## The problem:
Retype, word for word, every line of the records below starting at the one that contains "5, 5, 5, 5, // 281-284" and ending at the one that contains "literal/length decoding table, built once."; include both of those lines and nothing more.

## Data supplied:

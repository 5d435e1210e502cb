//! Constant tables from RFC 1951.
//!
//! Length and distance codes carry a base value plus a fixed number of
//! extra bits (RFC 1951 Section 3.2.5); fixed Huffman blocks use the code
//! widths of Section 3.2.6; dynamic block headers transmit their
//! code-length alphabet in the permuted order of Section 3.2.7.

use std::sync::OnceLock;
use streampack_huffman::{HuffmanDecoder, HuffmanEncoder};

/// End-of-block symbol in the literal/length alphabet.
pub const END_OF_BLOCK: u16 = 256;

/// Base values for length codes 257-285.
pub const LENGTH_BASE: [u16; 29] = [
    3, 4, 5, 6, 7, 8, 9, 10, // 257-264: 0 extra bits
    11, 13, 15, 17, // 265-268: 1 extra bit
    19, 23, 27, 31, // 269-272: 2 extra bits
    35, 43, 51, 59, // 273-276: 3 extra bits
    67, 83, 99, 115, // 277-280: 4 extra bits
    131, 163, 195, 227, // 281-284: 5 extra bits
    258, // 285: 0 extra bits
];

/// Extra bits carried by length codes 257-285.
pub const LENGTH_EXTRA_BITS: [u8; 29] = [
    0, 0, 0, 0, 0, 0, 0, 0, // 257-264
    1, 1, 1, 1, // 265-268
    2, 2, 2, 2, // 269-272
    3, 3, 3, 3, // 273-276
    4, 4, 4, 4, // 277-280
    5, 5, 5, 5, // 281-284
    0, // 285
];

/// Base values for distance codes 0-29.
pub const DISTANCE_BASE: [u16; 30] = [
    1, 2, 3, 4, // 0-3: 0 extra bits
    5, 7, // 4-5: 1 extra bit
    9, 13, // 6-7: 2 extra bits
    17, 25, // 8-9: 3 extra bits
    33, 49, // 10-11: 4 extra bits
    65, 97, // 12-13: 5 extra bits
    129, 193, // 14-15: 6 extra bits
    257, 385, // 16-17: 7 extra bits
    513, 769, // 18-19: 8 extra bits
    1025, 1537, // 20-21: 9 extra bits
    2049, 3073, // 22-23: 10 extra bits
    4097, 6145, // 24-25: 11 extra bits
    8193, 12289, // 26-27: 12 extra bits
    16385, 24577, // 28-29: 13 extra bits
];

/// Extra bits carried by distance codes 0-29.
pub const DISTANCE_EXTRA_BITS: [u8; 30] = [
    0, 0, 0, 0, // 0-3
    1, 1, // 4-5
    2, 2, // 6-7
    3, 3, // 8-9
    4, 4, // 10-11
    5, 5, // 12-13
    6, 6, // 14-15
    7, 7, // 16-17
    8, 8, // 18-19
    9, 9, // 20-21
    10, 10, // 22-23
    11, 11, // 24-25
    12, 12, // 26-27
    13, 13, // 28-29
];

/// Transmission order of the code-length alphabet in dynamic block headers.
pub const CODE_LENGTH_ORDER: [usize; 19] = [
    16, 17, 18, 0, 8, 7, 9, 6, 10, 5, 11, 4, 12, 3, 13, 2, 14, 1, 15,
];

/// Fixed literal/length code widths (RFC 1951 Section 3.2.6).
///
/// - Symbols 0-143: 8 bits
/// - Symbols 144-255: 9 bits
/// - Symbols 256-279: 7 bits
/// - Symbols 280-287: 8 bits
pub fn fixed_litlen_widths() -> [u8; 288] {
    let mut widths = [0u8; 288];
    for width in widths.iter_mut().take(144) {
        *width = 8;
    }
    for width in widths.iter_mut().take(256).skip(144) {
        *width = 9;
    }
    for width in widths.iter_mut().take(280).skip(256) {
        *width = 7;
    }
    for width in widths.iter_mut().take(288).skip(280) {
        *width = 8;
    }
    widths
}

/// Fixed distance code widths: all 32 symbols use 5 bits. Symbols 30 and 31
/// never occur in well-formed streams but participate in the code space.
pub fn fixed_distance_widths() -> [u8; 32] {
    [5u8; 32]
}

/// The fixed literal/length decoding table, built once.
pub fn fixed_litlen_decoder() -> &'static HuffmanDecoder {
    static TABLE: OnceLock<HuffmanDecoder> = OnceLock::new();
    TABLE.get_or_init(|| {
        HuffmanDecoder::new_canonical(&fixed_litlen_widths())
            .expect("fixed literal/length widths form a complete code")
    })
}

/// The fixed distance decoding table, built once.
pub fn fixed_distance_decoder() -> &'static HuffmanDecoder {
    static TABLE: OnceLock<HuffmanDecoder> = OnceLock::new();
    TABLE.get_or_init(|| {
        HuffmanDecoder::new_canonical(&fixed_distance_widths())
            .expect("fixed distance widths form a complete code")
    })
}

/// The fixed literal/length encoding table, built once.
pub fn fixed_litlen_encoder() -> &'static HuffmanEncoder {
    static TABLE: OnceLock<HuffmanEncoder> = OnceLock::new();
    TABLE.get_or_init(|| {
        HuffmanEncoder::new_canonical(&fixed_litlen_widths())
            .expect("fixed literal/length widths form a complete code")
    })
}

/// The fixed distance encoding table, built once.
pub fn fixed_distance_encoder() -> &'static HuffmanEncoder {
    static TABLE: OnceLock<HuffmanEncoder> = OnceLock::new();
    TABLE.get_or_init(|| {
        HuffmanEncoder::new_canonical(&fixed_distance_widths())
            .expect("fixed distance widths form a complete code")
    })
}

/// Map a match length (3-258) to `(symbol, extra_bits, extra_value)`.
pub fn length_to_symbol(length: u16) -> (u16, u8, u16) {
    debug_assert!((3..=258).contains(&length), "Length out of range");

    let length = length as usize;
    let symbol = match length {
        3..=10 => length - 3 + 257,
        11..=18 => (length - 11) / 2 + 265,
        19..=34 => (length - 19) / 4 + 269,
        35..=66 => (length - 35) / 8 + 273,
        67..=130 => (length - 67) / 16 + 277,
        131..=257 => (length - 131) / 32 + 281,
        _ => 285,
    };

    let base = LENGTH_BASE[symbol - 257] as usize;
    (
        symbol as u16,
        LENGTH_EXTRA_BITS[symbol - 257],
        (length - base) as u16,
    )
}

/// Map a match distance (1-32768) to `(symbol, extra_bits, extra_value)`.
pub fn distance_to_symbol(distance: u16) -> (u16, u8, u16) {
    debug_assert!(distance >= 1, "Distance out of range");

    let symbol = match distance {
        1 => 0,
        2 => 1,
        3 => 2,
        4 => 3,
        5..=6 => 4,
        7..=8 => 5,
        9..=12 => 6,
        13..=16 => 7,
        17..=24 => 8,
        25..=32 => 9,
        33..=48 => 10,
        49..=64 => 11,
        65..=96 => 12,
        97..=128 => 13,
        129..=192 => 14,
        193..=256 => 15,
        257..=384 => 16,
        385..=512 => 17,
        513..=768 => 18,
        769..=1024 => 19,
        1025..=1536 => 20,
        1537..=2048 => 21,
        2049..=3072 => 22,
        3073..=4096 => 23,
        4097..=6144 => 24,
        6145..=8192 => 25,
        8193..=12288 => 26,
        12289..=16384 => 27,
        16385..=24576 => 28,
        _ => 29,
    };

    let base = DISTANCE_BASE[symbol];
    (
        symbol as u16,
        DISTANCE_EXTRA_BITS[symbol],
        distance - base,
    )
}

/// Reconstruct a length from its code and extra bits.
pub fn decode_length(symbol: u16, extra: u16) -> u16 {
    debug_assert!((257..=285).contains(&symbol), "Invalid length symbol");
    LENGTH_BASE[(symbol - 257) as usize] + extra
}

/// Reconstruct a distance from its code and extra bits.
pub fn decode_distance(symbol: u16, extra: u16) -> u16 {
    debug_assert!(symbol < 30, "Invalid distance symbol");
    DISTANCE_BASE[symbol as usize] + extra
}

## Response area:
    5, 5, 5, 5, // 281-284
    0, // 285
];

/// Base values for distance codes 0-29.
pub const DISTANCE_BASE: [u16; 30] = [
    1, 2, 3, 4, // 0-3: 0 extra bits
    5, 7, // 4-5: 1 extra bit
    9, 13, // 6-7: 2 extra bits
    17, 25, // 8-9: 3 extra bits
    33, 49, // 10-11: 4 extra bits
    65, 97, // 12-13: 5 extra bits
    129, 193, // 14-15: 6 extra bits
    257, 385, // 16-17: 7 extra bits
    513, 769, // 18-19: 8 extra bits
    1025, 1537, // 20-21: 9 extra bits
    2049, 3073, // 22-23: 10 extra bits
    4097, 6145, // 24-25: 11 extra bits
    8193, 12289, // 26-27: 12 extra bits
    16385, 24577, // 28-29: 13 extra bits
];

/// Extra bits carried by distance codes 0-29.
pub const DISTANCE_EXTRA_BITS: [u8; 30] = [
    0, 0, 0, 0, // 0-3
    1, 1, // 4-5
    2, 2, // 6-7
    3, 3, // 8-9
    4, 4, // 10-11
    5, 5, // 12-13
    6, 6, // 14-15
    7, 7, // 16-17
    8, 8, // 18-19
    9, 9, // 20-21
    10, 10, // 22-23
    11, 11, // 24-25
    12, 12, // 26-27
    13, 13, // 28-29
];

/// Transmission order of the code-length alphabet in dynamic block headers.
pub const CODE_LENGTH_ORDER: [usize; 19] = [
    16, 17, 18, 0, 8, 7, 9, 6, 10, 5, 11, 4, 12, 3, 13, 2, 14, 1, 15,
];

/// Fixed literal/length code widths (RFC 1951 Section 3.2.6).
///
/// - Symbols 0-143: 8 bits
/// - Symbols 144-255: 9 bits
/// - Symbols 256-279: 7 bits
/// - Symbols 280-287: 8 bits
pub fn fixed_litlen_widths() -> [u8; 288] {
    let mut widths = [0u8; 288];
    for width in widths.iter_mut().take(144) {
        *width = 8;
    }
    for width in widths.iter_mut().take(256).skip(144) {
        *width = 9;
    }
    for width in widths.iter_mut().take(280).skip(256) {
        *width = 7;
    }
    for width in widths.iter_mut().take(288).skip(280) {
        *width = 8;
    }
    widths
}

/// Fixed distance code widths: all 32 symbols use 5 bits. Symbols 30 and 31
/// never occur in well-formed streams but participate in the code space.
pub fn fixed_distance_widths() -> [u8; 32] {
    [5u8; 32]
}

/// The fixed literal/length decoding table, built once.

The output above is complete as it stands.